Sunday, April 15, 2018
Of late it seems to me that we have seen a lot of articles dealing with issues regarding end of life wishes. The New York Times ran an article in late March about doctors actually seeing a patient's advance directive. You’ve Detailed Your Last Wishes, but Doctors May Not See Them is written by a doctor who summarizes first-hand experiences in a hospital with one patient in the ER who "had done everything we could have asked. He’d been brave enough to talk with his doctors about his cancer and acknowledge that time was short. He had designated a health care proxy. But there he was, surrounded by strangers, the intubation he never would have wanted looming and the record of that conversation buried in his electronic record."
Here's how the doctor described the problem, as "not about individuals, but instead about a system that doesn’t sufficiently protect patients from getting care they do not want." The issue it seems is documenting the info or the ability to retrieve the info in the chart.
This doctor "delved into the unexpectedly interesting world of advance care planning and electronic health records, interviewing clinicians with on-the-ground experience recording and retrieving these conversations and representatives from the companies behind some of the most widely used electronic records." The stories shared are quite interesting and highlights the issues that arise without a national standard.

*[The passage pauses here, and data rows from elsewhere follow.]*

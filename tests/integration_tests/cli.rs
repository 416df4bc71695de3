use std::io::Write;
use std::process::{Command, Output, Stdio};

use super::sample_ulog;

/// Run the binary with an isolated (absent) config file.
fn ulog_trace(args: &[&str], config_dir: &tempfile::TempDir) -> Command {
    let mut cmd = Command::new(env!("CARGO_BIN_EXE_ulog-trace"));
    cmd.args(args)
        .env("ULOG_TRACE_CONFIG_PATH", config_dir.path().join("config.toml"))
        .env("NO_COLOR", "1")
        .env_remove("ULOGPFX")
        .env_remove("APPDIR")
        .env_remove("RUST_LOG");
    cmd
}

fn run(args: &[&str]) -> Output {
    let config_dir = tempfile::tempdir().unwrap();
    ulog_trace(args, &config_dir).output().unwrap()
}

#[test]
fn test_timing_table_from_file() {
    let sample = sample_ulog();
    let output = run(&["timing", sample.to_str().unwrap()]);
    assert!(output.status.success(), "{output:?}");

    insta::assert_snapshot!(String::from_utf8_lossy(&output.stdout), @r"
    Service                     Count  Errors   Total(s)
    -------------------------- ------  ------  ---------
    ORDER                           2       1      0.900
        tpcall(PRICE)               2              0.630
        tpacall(AUDIT)              1              0.005
    PRICE                           2       0      0.595
    AUDIT                           1       0      0.080
    -------------------------- ------  ------  ---------
    TOTAL                           5       1      1.575
    ");
}

#[test]
fn test_timing_from_stdin() {
    let config_dir = tempfile::tempdir().unwrap();
    let mut child = ulog_trace(&["timing", "-"], &config_dir)
        .stdin(Stdio::piped())
        .stdout(Stdio::piped())
        .stderr(Stdio::piped())
        .spawn()
        .unwrap();

    let sample = std::fs::read(sample_ulog()).unwrap();
    child.stdin.take().unwrap().write_all(&sample).unwrap();
    let output = child.wait_with_output().unwrap();

    assert!(output.status.success(), "{output:?}");
    let stdout = String::from_utf8_lossy(&output.stdout);
    assert!(stdout.contains("tpcall(PRICE)"), "{stdout}");
    assert!(stdout.contains("TOTAL"), "{stdout}");
}

#[test]
fn test_timing_json() {
    let sample = sample_ulog();
    let output = run(&["timing", "--json", sample.to_str().unwrap()]);
    assert!(output.status.success(), "{output:?}");

    let json: serde_json::Value = serde_json::from_slice(&output.stdout).unwrap();
    let services: Vec<&str> = json["services"]
        .as_array()
        .unwrap()
        .iter()
        .map(|s| s["service"].as_str().unwrap())
        .collect();
    assert_eq!(services, ["svc:AUDIT", "svc:ORDER", "svc:PRICE", "proc:ordcl"]);
    assert_eq!(json["services"][1]["errors"], 1);
}

#[test]
fn test_timing_missing_file_fails() {
    let output = run(&["timing", "/nonexistent/path/to/ULOG.010124"]);
    assert!(!output.status.success());
    let stderr = String::from_utf8_lossy(&output.stderr);
    assert!(stderr.contains("Failed to open"), "{stderr}");
}

#[test]
fn test_timing_without_traces_fails() {
    let dir = tempfile::tempdir().unwrap();
    let log = dir.path().join("ULOG.010124");
    std::fs::write(&log, "100000.000.host!srv.1: LIBTUX_CAT:262: INFO: Standard main starting\n")
        .unwrap();

    let output = run(&["timing", log.to_str().unwrap()]);
    assert!(!output.status.success());
    let stderr = String::from_utf8_lossy(&output.stderr);
    assert!(stderr.contains("No completed service calls"), "{stderr}");
}

#[test]
fn test_graph_to_file() {
    let dir = tempfile::tempdir().unwrap();
    let out = dir.path().join("calls.dot");
    let sample = sample_ulog();
    let output = run(&[
        "graph",
        sample.to_str().unwrap(),
        "-o",
        out.to_str().unwrap(),
    ]);
    assert!(output.status.success(), "{output:?}");
    assert!(output.stdout.is_empty());

    let dot = std::fs::read_to_string(&out).unwrap();
    assert!(dot.starts_with("digraph tmtrace {\n"));
    assert!(dot.contains("\"proc_ordcl\" -> \"svc_ORDER\";"));
    assert!(dot.contains("\"svc_ORDER\" -> \"svc_AUDIT\" [style=dashed];"));
}

#[test]
fn test_follow_missing_directory_stops() {
    let output = run(&["follow", "--prefix", "/nonexistent/ulog-trace/ULOG"]);
    assert!(!output.status.success());
    let stderr = String::from_utf8_lossy(&output.stderr);
    assert!(stderr.contains("can no longer be read"), "{stderr}");
}

#[test]
fn test_follow_without_prefix_hints() {
    let output = run(&["follow"]);
    assert!(!output.status.success());
    let stderr = String::from_utf8_lossy(&output.stderr);
    assert!(stderr.contains("no ULOG prefix configured"), "{stderr}");
    assert!(stderr.contains("--prefix"), "{stderr}");
}

#[test]
fn test_explicit_missing_config_fails() {
    let dir = tempfile::tempdir().unwrap();
    let missing = dir.path().join("nope.toml");
    let output = run(&[
        "--config",
        missing.to_str().unwrap(),
        "follow",
        "--prefix",
        "/nonexistent/ulog-trace/ULOG",
    ]);
    assert!(!output.status.success());
    let stderr = String::from_utf8_lossy(&output.stderr);
    assert!(stderr.contains("failed to read config file"), "{stderr}");
}
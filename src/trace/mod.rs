//! ULOG trace parsing, correlation and aggregation.
//!
//! Trace records come from Tuxedo's `TMTRACE=*:ulog` facility. Each record
//! marks entry to or exit from an ATMI function in one process; this module
//! turns those records into per-service invocation counts, elapsed times,
//! error counts and the services each one calls.
//!
//! # Usage
//!
//! ```ignore
//! use ulog_trace::trace::{Tracker, ServiceStore, parse_line};
//!
//! let mut tracker = Tracker::new();
//! let mut store = ServiceStore::new();
//! for line in ulog.lines() {
//!     if let Some(event) = parse_line(line) {
//!         tracker.observe(&event, &mut store);
//!     }
//! }
//! let snapshot = store.snapshot_and_reset();
//! ```

pub mod analyze;
pub mod display;
pub mod graph;
pub mod parse;
pub mod stats;
pub mod timestamp;
pub mod tracker;

// Re-export main types for convenience
pub use analyze::{CallRow, ServiceRow, analyze, analyze_reader, service_rows};
pub use display::render;
pub use graph::render_dot;
pub use parse::{Function, Marker, TRACE_MARKER, TraceClass, TraceEvent, parse_line, parse_lines};
pub use stats::{CallMap, CallTiming, ServiceId, ServiceStats, ServiceStore, ServiceSummary, Snapshot};
pub use timestamp::{elapsed_ms, parse_timestamp};
pub use tracker::{DEFAULT_MAX_IDLE_WINDOWS, Tracker};
//! Parse ULOG trace records.
//!
//! With `TMTRACE` enabled the middleware writes lines like:
//!
//! ```text
//! 121449.123.host!simpserv.4321: TRACE:at: { tpservice({"TOUPPER", 0x0, 0x0, 5, 0, -1, {0, -2, -1}})
//! 121449.125.host!simpserv.4321: TRACE:at: } tpservice
//! ```
//!
//! Everything else in the ULOG is ordinary diagnostics and is skipped.

use std::sync::LazyLock;

use regex::Regex;

use super::timestamp::parse_timestamp;

/// Literal every trace record carries; cheap pre-filter before the regex.
pub const TRACE_MARKER: &str = "TRACE:";

static TRACE_RE: LazyLock<Regex> = LazyLock::new(|| {
    Regex::new(r"(\d{6}(?:\.\d{3})?).*!([^ ]+): .*TRACE:(at|ia): *([{}]) ([a-z]+)(.*)")
        .expect("trace record regex is valid")
});

/// Trace category from the `TRACE:<class>:` tag.
#[derive(Debug, Clone, Copy, PartialEq, Eq)]
pub enum TraceClass {
    /// `at`: application-visible ATMI calls
    Atmi,
    /// `ia`: ATMI calls made internally by the runtime
    InternalAtmi,
}

/// Whether the traced function is being entered (`{`) or left (`}`).
#[derive(Debug, Clone, Copy, PartialEq, Eq)]
pub enum Marker {
    Enter,
    Leave,
}

/// Traced function name. Only four take part in correlation.
#[derive(Debug, Clone, PartialEq, Eq)]
pub enum Function {
    TpService,
    TpCall,
    TpACall,
    TpReturn,
    Other(String),
}

impl Function {
    fn from_name(name: &str) -> Self {
        match name {
            "tpservice" => Self::TpService,
            "tpcall" => Self::TpCall,
            "tpacall" => Self::TpACall,
            "tpreturn" => Self::TpReturn,
            other => Self::Other(other.to_string()),
        }
    }

    pub fn name(&self) -> &str {
        match self {
            Self::TpService => "tpservice",
            Self::TpCall => "tpcall",
            Self::TpACall => "tpacall",
            Self::TpReturn => "tpreturn",
            Self::Other(name) => name.as_str(),
        }
    }
}

/// A single parsed trace record.
#[derive(Debug, Clone, PartialEq, Eq)]
pub struct TraceEvent {
    /// Milliseconds since midnight
    pub timestamp_ms: u32,
    /// Process name and instance id, e.g. `simpserv.4321`
    pub process: String,
    pub class: TraceClass,
    pub marker: Marker,
    pub function: Function,
    /// Raw text following the function name
    pub params: String,
}

impl TraceEvent {
    /// Process name without the instance id (`simpserv.4321` -> `simpserv`).
    pub fn process_name(&self) -> &str {
        self.process.split('.').next().unwrap_or(&self.process)
    }

    /// First double-quoted argument in the parameter text.
    ///
    /// `tpservice`, `tpcall` and `tpacall` name their service this way.
    pub fn quoted_argument(&self) -> Option<&str> {
        quoted_argument(&self.params)
    }
}

/// Parse a single line. Returns `None` for anything that isn't a trace record.
pub fn parse_line(line: &str) -> Option<TraceEvent> {
    let line = line.trim_end();
    if !line.contains(TRACE_MARKER) {
        return None;
    }

    let caps = TRACE_RE.captures(line)?;
    let timestamp_ms = parse_timestamp(caps.get(1)?.as_str())?;

    let class = match caps.get(3)?.as_str() {
        "at" => TraceClass::Atmi,
        _ => TraceClass::InternalAtmi,
    };
    let marker = match caps.get(4)?.as_str() {
        "{" => Marker::Enter,
        _ => Marker::Leave,
    };

    Some(TraceEvent {
        timestamp_ms,
        process: caps.get(2)?.as_str().to_string(),
        class,
        marker,
        function: Function::from_name(caps.get(5)?.as_str()),
        params: caps.get(6).map_or("", |m| m.as_str()).to_string(),
    })
}

/// Parse every trace record in a block of text, skipping other lines.
pub fn parse_lines(input: &str) -> Vec<TraceEvent> {
    input.lines().filter_map(parse_line).collect()
}

fn quoted_argument(params: &str) -> Option<&str> {
    let (_, rest) = params.split_once('"')?;
    let (name, _) = rest.split_once('"')?;
    (!name.is_empty()).then_some(name)
}
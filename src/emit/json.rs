use std::io::Write;

use anyhow::Context;

use super::{Emitter, metrics};
use crate::trace::Snapshot;

/// Writes each window as one JSON array of `{name, value, timestamp}` objects
/// per line.
pub struct JsonEmitter<W: Write> {
    out: W,
    namespace: String,
}

impl<W: Write> JsonEmitter<W> {
    pub fn new(out: W, namespace: impl Into<String>) -> Self {
        Self {
            out,
            namespace: namespace.into(),
        }
    }

    pub fn into_inner(self) -> W {
        self.out
    }
}

impl<W: Write> Emitter for JsonEmitter<W> {
    fn emit(&mut self, snapshot: &Snapshot, timestamp: u64) -> anyhow::Result<()> {
        let metrics = metrics(snapshot, &self.namespace, timestamp);
        serde_json::to_writer(&mut self.out, &metrics).context("Failed to write JSON metrics")?;
        writeln!(self.out)?;
        self.out.flush()?;
        Ok(())
    }
}
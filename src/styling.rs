//! Terminal output for the CLI.
//!
//! Messages use `color_print::cformat!` tags; output goes through anstream so
//! `NO_COLOR`, `CLICOLOR_FORCE` and non-terminal stdout strip the styling.

use color_print::cformat;

/// Auto-detecting println that respects NO_COLOR, CLICOLOR_FORCE, and terminal capabilities
pub use anstream::println;

/// Auto-detecting eprintln that respects NO_COLOR, CLICOLOR_FORCE, and terminal capabilities
pub use anstream::eprintln;

pub use anstream::print;

pub const ERROR_EMOJI: &str = "❌";
pub const WARNING_EMOJI: &str = "🟡";
pub const HINT_EMOJI: &str = "💡";
pub const INFO_EMOJI: &str = "⚪";

/// `error_message(cformat!("No ULOG at <bold>{path}</>"))`
pub fn error_message(content: impl AsRef<str>) -> String {
    cformat!("{ERROR_EMOJI} <red>{}</>", content.as_ref())
}

pub fn warning_message(content: impl AsRef<str>) -> String {
    cformat!("{WARNING_EMOJI} <yellow>{}</>", content.as_ref())
}

pub fn hint_message(content: impl AsRef<str>) -> String {
    cformat!("{HINT_EMOJI} <dim>{}</>", content.as_ref())
}

pub fn info_message(content: impl AsRef<str>) -> String {
    cformat!("{INFO_EMOJI} {}", content.as_ref())
}

#[cfg(test)]
mod tests {
    use super::*;

    #[test]
    fn test_messages_strip_to_plain_text() {
        let stripped = anstream::adapter::strip_str(&error_message("boom")).to_string();
        assert_eq!(stripped, "❌ boom");

        let stripped = anstream::adapter::strip_str(&hint_message("try -v")).to_string();
        assert_eq!(stripped, "💡 try -v");
    }
}
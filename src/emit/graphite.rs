//! Graphite plaintext protocol: one `<path> <value> <timestamp>` per line.

use std::io::{self, Write};
use std::net::{TcpStream, ToSocketAddrs};
use std::time::Duration;

use super::{Emitter, Metric, metrics};
use crate::error::UlogError;
use crate::trace::Snapshot;

const CONNECT_TIMEOUT: Duration = Duration::from_secs(5);
const WRITE_TIMEOUT: Duration = Duration::from_secs(5);

/// Render metrics in Graphite plaintext form.
pub fn format_plaintext(metrics: &[Metric]) -> String {
    metrics
        .iter()
        .map(|m| format!("{} {} {}\n", m.name, m.value, m.timestamp))
        .collect()
}

/// Pushes each window to a Carbon listener, opening a fresh connection per
/// window.
pub struct GraphiteEmitter {
    address: String,
    namespace: String,
}

impl GraphiteEmitter {
    pub fn new(address: impl Into<String>, namespace: impl Into<String>) -> Self {
        Self {
            address: address.into(),
            namespace: namespace.into(),
        }
    }

    fn send(&self, payload: &[u8]) -> io::Result<()> {
        let mut last_err = None;
        for addr in self.address.to_socket_addrs()? {
            match TcpStream::connect_timeout(&addr, CONNECT_TIMEOUT) {
                Ok(mut stream) => {
                    stream.set_write_timeout(Some(WRITE_TIMEOUT))?;
                    stream.write_all(payload)?;
                    return stream.flush();
                }
                Err(e) => last_err = Some(e),
            }
        }
        Err(last_err.unwrap_or_else(|| {
            io::Error::new(io::ErrorKind::AddrNotAvailable, "address resolved to nothing")
        }))
    }
}

impl Emitter for GraphiteEmitter {
    fn emit(&mut self, snapshot: &Snapshot, timestamp: u64) -> anyhow::Result<()> {
        let metrics = metrics(snapshot, &self.namespace, timestamp);
        if metrics.is_empty() {
            return Ok(());
        }
        let payload = format_plaintext(&metrics);
        log::debug!(
            "Sending {} metrics to graphite at {}",
            metrics.len(),
            self.address
        );
        self.send(payload.as_bytes())
            .map_err(|source| UlogError::Delivery {
                sink: format!("graphite {}", self.address),
                source,
            })?;
        Ok(())
    }
}
#[cfg(test)]
mod tests {
    use axum::{
        body::Body,
        http::{Request, StatusCode},
        Router,
    };
    use tower::ServiceExt;

    use crate::config::AppConfig;
    use crate::routes;
    use crate::state::AppState;
    use crate::tests::{body_json, body_text};

    fn setup_test_app() -> Router {
        routes::router(AppState::new(AppConfig::default()))
    }

    #[tokio::test]
    async fn test_health_endpoints() {
        let app = setup_test_app();
        for uri in ["/health", "/api/health"] {
            let response = app
                .clone()
                .oneshot(Request::builder().uri(uri).body(Body::empty()).unwrap())
                .await
                .unwrap();
            assert_eq!(response.status(), StatusCode::OK);
            assert_eq!(body_text(response).await, "ok");
        }
    }

    #[tokio::test]
    async fn test_version_endpoint() {
        let response = setup_test_app()
            .oneshot(Request::builder().uri("/version").body(Body::empty()).unwrap())
            .await
            .unwrap();

        assert_eq!(response.status(), StatusCode::OK);
        let json = body_json(response).await;
        assert_eq!(json["name"], env!("CARGO_PKG_NAME"));
        assert!(json["build"]["os"].is_string());
    }

    #[tokio::test]
    async fn test_metrics_json_and_prometheus() {
        let state = AppState::new(AppConfig::default());
        state.metrics.inc_rate_limited();
        let app = routes::router(state);

        let response = app
            .clone()
            .oneshot(Request::builder().uri("/metrics").body(Body::empty()).unwrap())
            .await
            .unwrap();
        assert_eq!(response.status(), StatusCode::OK);
        let json = body_json(response).await;
        assert_eq!(json["requests_rate_limited"], 1);

        let response = app
            .oneshot(Request::builder().uri("/metrics/prometheus").body(Body::empty()).unwrap())
            .await
            .unwrap();
        assert_eq!(response.status(), StatusCode::OK);
        assert_eq!(response.headers()["content-type"], "text/plain; version=0.0.4");
        let text = body_text(response).await;
        assert!(text.contains("admission_requests_rate_limited 1"));
        assert!(text.contains("# TYPE admission_uptime_seconds gauge"));
    }

    #[tokio::test]
    async fn test_security_headers_applied() {
        let response = setup_test_app()
            .oneshot(Request::builder().uri("/version").body(Body::empty()).unwrap())
            .await
            .unwrap();
        let headers = response.headers();
        assert_eq!(headers["x-content-type-options"], "nosniff");
        assert_eq!(headers["x-frame-options"], "DENY");
        assert_eq!(headers["cache-control"], "no-store");
    }
}
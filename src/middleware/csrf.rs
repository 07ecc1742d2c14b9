//! Cross-Site Request Forgery (CSRF) protection.
//!
//! Each session holds at most one token. Issuing a new token replaces the old
//! one, and validation is scoped to the session that requested it, so a token
//! leaked from one session is useless in another. Tokens do not expire on
//! their own; they live until reissued or until the process exits. The number
//! of sessions is capped, and new sessions are refused once the cap is reached.

use axum::{
    extract::{Request, State},
    http::{header, HeaderMap, Method},
    middleware::Next,
    response::{IntoResponse, Response},
};
use rand::{rngs::OsRng, RngCore};
use std::sync::Arc;

use super::rate_limit::path_has_prefix;
use crate::{
    config::CsrfConfig,
    error::AppError,
    security::constant_time_eq,
    state::AppState,
    store::{MemoryStore, Store},
};

const TOKEN_BYTES: usize = 32;

/// Issues and validates per-session anti-forgery tokens.
#[derive(Clone)]
pub struct CsrfGuard {
    store: Arc<dyn Store<String>>,
    max_sessions: usize,
}

impl Default for CsrfGuard {
    fn default() -> Self {
        Self::new()
    }
}

impl CsrfGuard {
    pub fn new() -> Self {
        Self::with_store(Arc::new(MemoryStore::new()))
    }

    pub fn with_store(store: Arc<dyn Store<String>>) -> Self {
        Self { store, max_sessions: usize::MAX }
    }

    /// Caps the number of sessions holding a token.
    pub fn with_max_sessions(mut self, max_sessions: usize) -> Self {
        self.max_sessions = max_sessions;
        self
    }

    /// Generates a fresh random token for `session_id`, replacing any previous one.
    ///
    /// Returns `None` when `session_id` has no token yet and the store is at
    /// capacity. Reissuing for a known session always succeeds.
    pub fn generate_token(&self, session_id: &str) -> Option<String> {
        if self.store.len() >= self.max_sessions && self.store.get(session_id).is_none() {
            return None;
        }
        let mut bytes = [0u8; TOKEN_BYTES];
        OsRng.fill_bytes(&mut bytes);
        let token = hex::encode(bytes);
        self.store.set(session_id, token.clone());
        Some(token)
    }

    /// Sessions currently holding a token.
    pub fn session_count(&self) -> usize {
        self.store.len()
    }

    /// True only if `candidate` equals the token currently issued to `session_id`.
    pub fn validate_token(&self, session_id: &str, candidate: &str) -> bool {
        if session_id.is_empty() || candidate.is_empty() {
            return false;
        }
        match self.store.get(session_id) {
            Some(expected) => constant_time_eq(expected.as_bytes(), candidate.as_bytes()),
            None => false,
        }
    }

    /// Drops the token for a session, e.g. on logout.
    pub fn revoke(&self, session_id: &str) -> bool {
        self.store.delete(session_id).is_some()
    }
}

/// Session id from the configured header, falling back to the session cookie.
pub fn session_id_from_headers(headers: &HeaderMap, cfg: &CsrfConfig) -> Option<String> {
    let from_header = headers
        .get(cfg.session_header.as_str())
        .and_then(|v| v.to_str().ok())
        .map(|s| s.trim().to_string())
        .filter(|s| !s.is_empty());
    if from_header.is_some() {
        return from_header;
    }

    headers
        .get_all(header::COOKIE)
        .iter()
        .filter_map(|v| v.to_str().ok())
        .flat_map(|v| v.split(';'))
        .filter_map(|pair| pair.trim().split_once('='))
        .find(|(name, _)| *name == cfg.session_cookie)
        .map(|(_, value)| value.trim().to_string())
        .filter(|s| !s.is_empty())
}

/// CSRF protection middleware for state-changing operations.
///
/// POST, PUT, PATCH and DELETE requests outside the exempt prefixes must carry
/// the session id and the token issued for it; otherwise they are answered with
/// 403 and never reach the handler.
pub async fn csrf_protection_middleware(State(state): State<AppState>, req: Request, next: Next) -> Response {
    let cfg = &state.config.csrf;
    if !cfg.enabled || !is_state_changing(req.method()) {
        return next.run(req).await;
    }
    let path = req.uri().path();
    if is_exempt_path(path, cfg) {
        return next.run(req).await;
    }

    let headers = req.headers();
    let session_id = session_id_from_headers(headers, cfg);
    let token = headers.get(cfg.token_header.as_str()).and_then(|v| v.to_str().ok());

    let valid = match (session_id.as_deref(), token) {
        (Some(sid), Some(tok)) => state.csrf.validate_token(sid, tok),
        _ => false,
    };

    if !valid {
        state.metrics.inc_csrf_rejections();
        tracing::warn!(method = %req.method(), %path, "CSRF validation failed");
        return AppError::CsrfValidationFailed(format!(
            "Missing or invalid CSRF token. Fetch one from /api/csrf-token and send it in '{}'",
            cfg.token_header
        ))
        .into_response();
    }

    next.run(req).await
}

fn is_exempt_path(path: &str, cfg: &CsrfConfig) -> bool {
    cfg.exempt_prefixes.iter().any(|p| path_has_prefix(path, p))
}

fn is_state_changing(method: &Method) -> bool {
    matches!(*method, Method::POST | Method::PUT | Method::DELETE | Method::PATCH)
}
use regex::Regex;
use serde_json::Value;

lazy_static::lazy_static! {
    /// Statement shapes rather than bare keywords, so prose like "drop me a line" passes.
    static ref STATEMENT: Regex = Regex::new(
        r"(?i)\b(?:select\s+(?:\*|distinct\b|top\s+\d+|\w+(?:\s*,\s*\w+)*)\s+from\b|insert\s+into\b|delete\s+from\b|update\s+\w+\s+set\b|drop\s+(?:table|database|schema|view|index)\b|truncate\s+table\b|alter\s+table\b|create\s+(?:table|database|user)\b|union(?:\s+all)?\s+select\b|exec(?:ute)?\s+(?:xp_|sp_|\()|information_schema\b)"
    ).unwrap();
    /// A comment marker closing a quoted value or statement, or trailing the whole input.
    static ref COMMENT: Regex = Regex::new(r#"['"`;]\s*(?:--|#)(?:\s|$)|--\s*$|/\*.*?\*/"#).unwrap();
    /// `or`/`and` followed by an equality; the operands are compared in [`is_tautology`].
    static ref COMPARISON: Regex = Regex::new(
        r#"(?i)\b(?:or|and)\s+['"`]?(\w+)['"`]?\s*=\s*['"`]?(\w+)['"`]?"#
    ).unwrap();
    static ref STACKED: Regex = Regex::new(
        r"(?i);\s*(?:select|insert|update|delete|drop|alter|truncate|create|exec|shutdown|declare)\b"
    ).unwrap();
    static ref TIME_PROBE: Regex =
        Regex::new(r"(?i)\b(?:sleep\s*\(\s*\d+|benchmark\s*\(|waitfor\s+delay\b|pg_sleep\s*\()").unwrap();
    static ref QUOTE_PROBE: Regex = Regex::new(r#"(?i)%27|%22|\\x27|\\'|'\s*\)\s*(?:or|and|;|--)|^\s*'\s*;"#).unwrap();
}

/// Heuristic check for strings shaped like SQL-injection payloads.
///
/// Defense in depth for logging and optional blocking; queries must still be parameterized.
pub fn looks_like_sql_injection(value: &str) -> bool {
    if value.trim().is_empty() {
        return false;
    }
    STATEMENT.is_match(value)
        || COMMENT.is_match(value)
        || is_tautology(value)
        || STACKED.is_match(value)
        || TIME_PROBE.is_match(value)
        || QUOTE_PROBE.is_match(value)
}

/// `or 1=1`, `and 'a'='a'` and the like: a comparison whose two sides are the same token.
fn is_tautology(value: &str) -> bool {
    COMPARISON
        .captures_iter(value)
        .any(|caps| caps[1].eq_ignore_ascii_case(&caps[2]))
}

/// Paths (`$.a.b[0]`) of every string inside `value` that looks like SQL injection.
pub fn suspicious_fields(value: &Value) -> Vec<String> {
    let mut hits = Vec::new();
    collect(value, "$".to_string(), &mut hits);
    hits
}

fn collect(value: &Value, path: String, hits: &mut Vec<String>) {
    match value {
        Value::String(s) if looks_like_sql_injection(s) => hits.push(path),
        Value::Array(items) => {
            for (i, item) in items.iter().enumerate() {
                collect(item, format!("{}[{}]", path, i), hits);
            }
        }
        Value::Object(map) => {
            for (k, v) in map {
                collect(v, format!("{}.{}", path, k), hits);
            }
        }
        _ => {}
    }
}
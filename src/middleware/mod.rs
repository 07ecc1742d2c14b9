//! Middleware components for HTTP request admission.
//!
//! Layered onto a router in this order (outermost first): security headers,
//! identity resolution, rate limiting, CSRF protection, request screening.

pub mod auth;
pub mod csrf;
pub mod ip;
pub mod rate_limit;
pub mod security_headers;
pub mod validation;

pub use csrf::CsrfGuard;
pub use rate_limit::{LimitCategory, RateLimitDecision, RateLimiter, RateLimiters};
pub use validation::SanitizedJson;
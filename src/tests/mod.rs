//! Router-level and cross-module tests.
//!
//! ## Test Modules
//!
//! - **api_tests**: Admission stack behaviour through the full router
//! - **config_tests**: Configuration loading and validation
//! - **error_tests**: Error responses
//! - **health_api_tests**: Health, version and metrics endpoints
//!
//! Individual modules can be run with e.g. `cargo test api_tests`.

pub mod error_tests;
pub mod health_api_tests;

use axum::{body::Body, http::Response};
use serde_json::Value;

pub(crate) async fn body_json(response: Response<Body>) -> Value {
    let bytes = axum::body::to_bytes(response.into_body(), usize::MAX).await.unwrap();
    serde_json::from_slice(&bytes).unwrap()
}

pub(crate) async fn body_text(response: Response<Body>) -> String {
    let bytes = axum::body::to_bytes(response.into_body(), usize::MAX).await.unwrap();
    String::from_utf8(bytes.to_vec()).unwrap()
}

Here are some suggestions the author included in the article:
What could really make a meaningful difference, I heard time and time again, is standards for sharing, or “interoperability” across all electronic records that would benefit every patient, everywhere. At least, all related advance care planning documentation should be in one place in the medical record and accessible with one simple click of the mouse. Beyond that, maybe all health systems could require identification of a health care proxy for all patients, so we would know who should make decisions if the patient can’t. Maybe patients should be able to access their health records through a patient-facing interface, send in their own directives, or even update related notes. Ideally, the electronic record isn’t just a clunky online version of a paper chart but actually a tool to help us do our jobs better.